(Stored data entries)

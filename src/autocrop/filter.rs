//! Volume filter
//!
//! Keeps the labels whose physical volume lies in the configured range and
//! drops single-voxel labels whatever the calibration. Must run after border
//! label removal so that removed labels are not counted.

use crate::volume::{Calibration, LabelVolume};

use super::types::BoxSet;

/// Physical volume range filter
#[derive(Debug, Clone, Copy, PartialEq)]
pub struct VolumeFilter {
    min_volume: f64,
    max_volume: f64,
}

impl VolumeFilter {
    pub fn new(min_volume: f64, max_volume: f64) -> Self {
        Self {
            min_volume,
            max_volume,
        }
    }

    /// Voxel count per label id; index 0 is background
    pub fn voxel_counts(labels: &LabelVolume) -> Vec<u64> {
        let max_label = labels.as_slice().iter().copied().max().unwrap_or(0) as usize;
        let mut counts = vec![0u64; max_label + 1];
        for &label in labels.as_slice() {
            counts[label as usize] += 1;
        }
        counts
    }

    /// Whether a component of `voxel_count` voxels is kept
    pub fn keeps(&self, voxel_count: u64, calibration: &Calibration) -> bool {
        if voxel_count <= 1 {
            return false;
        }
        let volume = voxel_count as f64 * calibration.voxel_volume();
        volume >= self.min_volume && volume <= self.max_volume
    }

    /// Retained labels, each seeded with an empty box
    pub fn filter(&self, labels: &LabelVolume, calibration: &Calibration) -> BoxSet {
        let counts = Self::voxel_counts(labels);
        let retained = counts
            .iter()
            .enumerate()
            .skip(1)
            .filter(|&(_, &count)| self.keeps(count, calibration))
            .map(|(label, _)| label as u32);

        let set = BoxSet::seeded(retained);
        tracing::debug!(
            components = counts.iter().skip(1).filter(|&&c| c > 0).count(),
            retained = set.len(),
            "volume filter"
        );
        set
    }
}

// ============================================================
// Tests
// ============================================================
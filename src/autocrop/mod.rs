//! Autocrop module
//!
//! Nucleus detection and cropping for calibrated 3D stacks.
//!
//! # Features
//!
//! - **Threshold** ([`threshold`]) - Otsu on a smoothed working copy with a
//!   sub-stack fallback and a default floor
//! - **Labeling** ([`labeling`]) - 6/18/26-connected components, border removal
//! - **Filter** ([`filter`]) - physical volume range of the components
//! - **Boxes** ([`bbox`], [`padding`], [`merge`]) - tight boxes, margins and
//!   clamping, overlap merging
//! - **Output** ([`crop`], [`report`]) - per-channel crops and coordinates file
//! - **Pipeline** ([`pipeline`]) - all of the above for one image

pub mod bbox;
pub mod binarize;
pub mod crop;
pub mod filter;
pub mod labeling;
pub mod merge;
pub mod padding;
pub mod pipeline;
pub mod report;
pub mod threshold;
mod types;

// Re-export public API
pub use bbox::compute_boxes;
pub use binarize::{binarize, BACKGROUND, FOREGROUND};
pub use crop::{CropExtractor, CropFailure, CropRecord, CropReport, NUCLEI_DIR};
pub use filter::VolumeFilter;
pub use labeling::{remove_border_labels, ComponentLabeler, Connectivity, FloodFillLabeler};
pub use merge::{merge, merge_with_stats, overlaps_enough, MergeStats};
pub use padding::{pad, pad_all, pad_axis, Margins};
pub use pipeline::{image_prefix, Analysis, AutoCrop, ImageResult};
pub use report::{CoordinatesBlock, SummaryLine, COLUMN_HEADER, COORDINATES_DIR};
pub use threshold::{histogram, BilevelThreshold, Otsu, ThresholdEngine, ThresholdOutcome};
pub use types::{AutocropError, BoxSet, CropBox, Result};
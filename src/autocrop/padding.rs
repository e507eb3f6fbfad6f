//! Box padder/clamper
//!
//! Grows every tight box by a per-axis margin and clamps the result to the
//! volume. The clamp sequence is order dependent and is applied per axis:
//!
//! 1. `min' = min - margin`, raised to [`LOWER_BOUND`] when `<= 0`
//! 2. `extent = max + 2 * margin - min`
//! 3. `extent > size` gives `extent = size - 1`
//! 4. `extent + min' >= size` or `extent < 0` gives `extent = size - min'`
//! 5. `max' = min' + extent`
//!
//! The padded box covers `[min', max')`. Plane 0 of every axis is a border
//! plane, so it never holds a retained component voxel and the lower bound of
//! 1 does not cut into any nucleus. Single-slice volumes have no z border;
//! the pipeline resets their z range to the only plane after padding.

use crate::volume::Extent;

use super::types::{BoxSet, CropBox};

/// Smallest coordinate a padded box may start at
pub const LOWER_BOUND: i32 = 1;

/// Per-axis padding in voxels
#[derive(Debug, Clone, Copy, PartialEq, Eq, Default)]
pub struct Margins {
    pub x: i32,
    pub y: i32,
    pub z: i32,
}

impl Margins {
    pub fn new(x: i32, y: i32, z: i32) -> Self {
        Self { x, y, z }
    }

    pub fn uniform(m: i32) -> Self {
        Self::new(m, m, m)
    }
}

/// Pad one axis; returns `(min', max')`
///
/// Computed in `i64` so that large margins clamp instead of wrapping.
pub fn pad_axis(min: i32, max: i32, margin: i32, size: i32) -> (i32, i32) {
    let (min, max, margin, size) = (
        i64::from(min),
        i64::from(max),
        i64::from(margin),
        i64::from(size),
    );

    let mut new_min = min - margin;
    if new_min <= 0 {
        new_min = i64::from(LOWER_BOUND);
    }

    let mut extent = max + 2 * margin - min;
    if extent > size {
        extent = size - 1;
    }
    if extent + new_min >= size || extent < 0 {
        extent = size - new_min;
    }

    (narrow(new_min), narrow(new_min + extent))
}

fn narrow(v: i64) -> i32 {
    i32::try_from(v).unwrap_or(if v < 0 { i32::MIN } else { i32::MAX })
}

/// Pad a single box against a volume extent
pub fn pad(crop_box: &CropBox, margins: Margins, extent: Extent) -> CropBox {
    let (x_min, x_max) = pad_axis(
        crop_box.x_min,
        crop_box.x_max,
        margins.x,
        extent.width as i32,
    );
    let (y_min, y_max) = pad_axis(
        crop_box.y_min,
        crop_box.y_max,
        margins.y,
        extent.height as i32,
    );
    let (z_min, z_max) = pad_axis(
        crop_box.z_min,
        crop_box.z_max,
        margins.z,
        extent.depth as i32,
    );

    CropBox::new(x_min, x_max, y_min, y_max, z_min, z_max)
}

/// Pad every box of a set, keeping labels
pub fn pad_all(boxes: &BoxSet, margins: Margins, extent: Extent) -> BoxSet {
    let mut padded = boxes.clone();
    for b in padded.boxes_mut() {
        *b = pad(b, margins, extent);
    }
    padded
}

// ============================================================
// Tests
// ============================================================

> Assignment
Beginning at the line above with "volume. The clamp" and finishing at the line with "is a border", return each line exactly and return nothing else.

> Exercise response
//! volume. The clamp sequence is order dependent and is applied per axis:
//!
//! 1. `min' = min - margin`, raised to [`LOWER_BOUND`] when `<= 0`
//! 2. `extent = max + 2 * margin - min`
//! 3. `extent > size` gives `extent = size - 1`
//! 4. `extent + min' >= size` or `extent < 0` gives `extent = size - min'`
//! 5. `max' = min' + extent`
//!
//! The padded box covers `[min', max')`. Plane 0 of every axis is a border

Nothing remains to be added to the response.